## EXERCISE GOAL
Every line from the one with "filename crates/intake-core/src/random.rs" to the one with "never contend on", including those two, is to be copied exactly; all other lines of the entries below are left out.

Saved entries
= = = = = = =

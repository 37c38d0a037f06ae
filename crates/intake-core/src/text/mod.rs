//! Text transforms.

use thiserror::Error;

/// The error returned when a string cannot be slugified.
#[derive(Debug, Error, PartialEq, Eq)]
pub enum SlugError {
    /// The input string was empty.
    #[error("cannot slugify an empty string")]
    EmptyInput,
    /// The input contained no characters usable in a slug.
    #[error("input contains no slug-safe characters")]
    NoUsableCharacters,
}

/// Converts a string into a URL-safe slug.
///
/// Lowercases the input and collapses every run of non-alphanumeric
/// characters into a single hyphen. Leading and trailing hyphens are
/// trimmed.
pub fn slugify(input: &str) -> Result<String, SlugError> {
    if input.is_empty() {
        return Err(SlugError::EmptyInput);
    }

    let mut slug = String::with_capacity(input.len());
    for ch in input.chars() {
        if ch.is_ascii_alphanumeric() {
            slug.push(ch.to_ascii_lowercase());
        } else if !slug.ends_with('-') && !slug.is_empty() {
            slug.push('-');
        }
    }

    let slug = slug.trim_end_matches('-');
    if slug.is_empty() {
        return Err(SlugError::NoUsableCharacters);
    }

    Ok(slug.to_owned())
}
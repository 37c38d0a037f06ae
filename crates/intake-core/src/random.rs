//! Fixed-charset random string generation.

use rand::Rng;

/// Characters random strings are drawn from.
pub const CHARSET: &[u8] =
    b"abcdefghijklmnopqrstuvwxyzABCDEFGHIJKLMNOPQRSTUVWXYZ0123456789_+";

/// Returns a random string of `len` characters drawn from [`CHARSET`].
///
/// Uses the thread-local generator, so concurrent callers never contend on
/// shared state.
pub fn random_string(len: usize) -> String {
    let mut rng = rand::rng();
    (0..len)
        .map(|_| CHARSET[rng.random_range(0..CHARSET.len())] as char)
        .collect()
}
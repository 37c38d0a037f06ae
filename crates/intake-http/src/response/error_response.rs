use std::borrow::Cow;

use axum::Json;
use axum::http::StatusCode;
use axum::response::{IntoResponse, Response};
use serde::Serialize;

/// Canned error response representation with security-conscious design.
///
/// This struct contains everything needed to serialize an error response:
/// the envelope `error` flag (always `true` here), the error name, a
/// client-safe message, optional diagnostic context, and the HTTP status
/// code the response is written with.
#[must_use = "error responses do nothing unless serialized"]
#[derive(Debug, Clone, Serialize)]
#[cfg_attr(feature = "schema", derive(schemars::JsonSchema))]
pub struct ErrorResponse<'a> {
    /// Envelope failure flag; always `true` for error responses.
    pub error: bool,
    /// The error name/type identifier.
    pub name: Cow<'a, str>,
    /// User-friendly error message safe for client display.
    pub message: Cow<'a, str>,
    /// Diagnostic context (optional, set by the failing pipeline).
    #[serde(skip_serializing_if = "Option::is_none")]
    pub context: Option<Cow<'a, str>>,
    /// HTTP status code (not serialized in JSON).
    #[serde(skip)]
    #[cfg_attr(feature = "schema", schemars(skip))]
    pub status: StatusCode,
}

impl<'a> ErrorResponse<'a> {
    // Upload pipeline
    pub const DIRECTORY_CREATE_ERROR: Self = Self::new(
        "directory_create_error",
        "The upload destination could not be prepared",
        StatusCode::INTERNAL_SERVER_ERROR,
    );
    pub const FILE_TOO_LARGE: Self = Self::new(
        "file_too_large",
        "The uploaded file exceeds the maximum allowed size",
        StatusCode::PAYLOAD_TOO_LARGE,
    );
    pub const UNSUPPORTED_FILE_TYPE: Self = Self::new(
        "unsupported_file_type",
        "The uploaded file type is not permitted",
        StatusCode::UNSUPPORTED_MEDIA_TYPE,
    );
    pub const UPLOAD_IO_ERROR: Self = Self::new(
        "upload_io_error",
        "The upload could not be stored. Please try again later",
        StatusCode::INTERNAL_SERVER_ERROR,
    );

    // JSON pipeline
    pub const BODY_TOO_LARGE: Self = Self::new(
        "body_too_large",
        "The request body exceeds the maximum allowed size",
        StatusCode::PAYLOAD_TOO_LARGE,
    );
    pub const EMPTY_BODY: Self = Self::new(
        "empty_body",
        "The request body must not be empty",
        StatusCode::BAD_REQUEST,
    );
    pub const ENCODE_ERROR: Self = Self::new(
        "encode_error",
        "The response could not be serialized",
        StatusCode::INTERNAL_SERVER_ERROR,
    );
    pub const MULTIPLE_JSON_VALUES: Self = Self::new(
        "multiple_json_values",
        "The request body must contain a single JSON value",
        StatusCode::BAD_REQUEST,
    );
    pub const SYNTAX_ERROR: Self = Self::new(
        "syntax_error",
        "The request body contains badly-formed JSON",
        StatusCode::BAD_REQUEST,
    );
    pub const TYPE_MISMATCH: Self = Self::new(
        "type_mismatch",
        "The request body contains a JSON value of the wrong type",
        StatusCode::UNPROCESSABLE_ENTITY,
    );
    pub const UNEXPECTED_EOF: Self = Self::new(
        "unexpected_eof",
        "The request body ended unexpectedly",
        StatusCode::BAD_REQUEST,
    );
    pub const UNKNOWN_FIELD: Self = Self::new(
        "unknown_field",
        "The request body contains an unknown field",
        StatusCode::BAD_REQUEST,
    );

    /// Creates a new error response.
    #[inline]
    pub const fn new(name: &'a str, message: &'a str, status: StatusCode) -> Self {
        Self {
            error: true,
            name: Cow::Borrowed(name),
            message: Cow::Borrowed(message),
            context: None,
            status,
        }
    }

    /// Replaces the client-safe message.
    pub fn with_message(mut self, message: impl Into<Cow<'a, str>>) -> Self {
        self.message = message.into();
        self
    }

    /// Attaches context to the error response.
    /// If context already exists, it merges them with a separator.
    pub fn with_context(mut self, context: impl Into<Cow<'a, str>>) -> Self {
        let new_context = context.into();
        self.context = Some(match self.context {
            Some(existing) => Cow::Owned(format!("{}; {}", existing, new_context)),
            None => new_context,
        });
        self
    }
}

impl IntoResponse for ErrorResponse<'_> {
    #[inline]
    fn into_response(self) -> Response {
        (self.status, Json(self)).into_response()
    }
}
//! Version prefix normalization middleware.
//!
//! Wraps the downstream service and rewrites `/chat/completions` to
//! `/v1/chat/completions` (or `/models/gemini-*` to `/v1beta/models/gemini-*`)
//! before it is routed. The query string is carried over unchanged.
//!
//! Classification runs on the percent-decoded path, so `/%63hat/completions`
//! is recognized. The marker is prepended to the path as received.
//!
//! Runs inside the request ID layer and outside the router's trace span;
//! rewrite events carry the `x-request-id` value as a field instead.

use std::task::{Context, Poll};

use axum::http::{Request, Uri, uri::PathAndQuery};
use percent_encoding::percent_decode_str;
use tower::{Layer, Service};

use crate::http::X_REQUEST_ID;
use crate::observability::metrics;
use crate::rewrite::{Classification, classify};

/// Layer that applies [`PathRewrite`] to a service.
#[derive(Debug, Clone, Copy, Default)]
pub struct PathRewriteLayer;

impl PathRewriteLayer {
    pub fn new() -> Self {
        Self
    }
}

impl<S> Layer<S> for PathRewriteLayer {
    type Service = PathRewrite<S>;

    fn layer(&self, inner: S) -> Self::Service {
        PathRewrite { inner }
    }
}

/// Service that prepends a missing version marker to the request path.
#[derive(Debug, Clone)]
pub struct PathRewrite<S> {
    inner: S,
}

impl<S, B> Service<Request<B>> for PathRewrite<S>
where
    S: Service<Request<B>>,
{
    type Response = S::Response;
    type Error = S::Error;
    type Future = S::Future;

    fn poll_ready(&mut self, cx: &mut Context<'_>) -> Poll<Result<(), Self::Error>> {
        self.inner.poll_ready(cx)
    }

    fn call(&mut self, mut req: Request<B>) -> Self::Future {
        let classification = rewrite_request(&mut req);
        metrics::record_classification(&classification);
        self.inner.call(req)
    }
}

/// Classify the decoded form of `uri`'s path.
pub fn classify_uri(uri: &Uri) -> Classification {
    classify(&percent_decode_str(uri.path()).decode_utf8_lossy())
}

/// Rewrite the URI of `req` in place if its path is missing a marker.
///
/// Returns the classification of the original path.
pub fn rewrite_request<B>(req: &mut Request<B>) -> Classification {
    let classification = classify_uri(req.uri());

    if let Classification::Unversioned { family, prefix } = classification {
        let request_id = req
            .headers()
            .get(X_REQUEST_ID)
            .and_then(|v| v.to_str().ok())
            .unwrap_or("unknown");

        match with_marker(req.uri(), &classification) {
            Ok(uri) => {
                tracing::debug!(
                    request_id = %request_id,
                    from = %req.uri().path(),
                    to = %uri.path(),
                    family = %family,
                    matched_prefix = prefix,
                    "Rewrote request path"
                );
                *req.uri_mut() = uri;
            }
            Err(error) => {
                tracing::warn!(
                    request_id = %request_id,
                    path = %req.uri().path(),
                    family = %family,
                    error = %error,
                    "Failed to rebuild request URI, passing through unchanged"
                );
            }
        }
    }

    classification
}

/// Build a copy of `uri` with `classification` applied to its path.
fn with_marker(uri: &Uri, classification: &Classification) -> Result<Uri, axum::http::Error> {
    let path = classification.apply(uri.path());
    let path_and_query = match uri.query() {
        Some(query) => format!("{path}?{query}"),
        None => path.into_owned(),
    };

    let mut parts = uri.clone().into_parts();
    parts.path_and_query = Some(PathAndQuery::try_from(path_and_query)?);
    Ok(Uri::from_parts(parts)?)
}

= = = = = = =

## WRITTEN SOLUTION
filename crates/intake-core/src/random.rs
//! Fixed-charset random string generation.

use rand::Rng;

/// Characters random strings are drawn from.
pub const CHARSET: &[u8] =
    b"abcdefghijklmnopqrstuvwxyzABCDEFGHIJKLMNOPQRSTUVWXYZ0123456789_+";

/// Returns a random string of `len` characters drawn from [`CHARSET`].
///
/// Uses the thread-local generator, so concurrent callers never contend on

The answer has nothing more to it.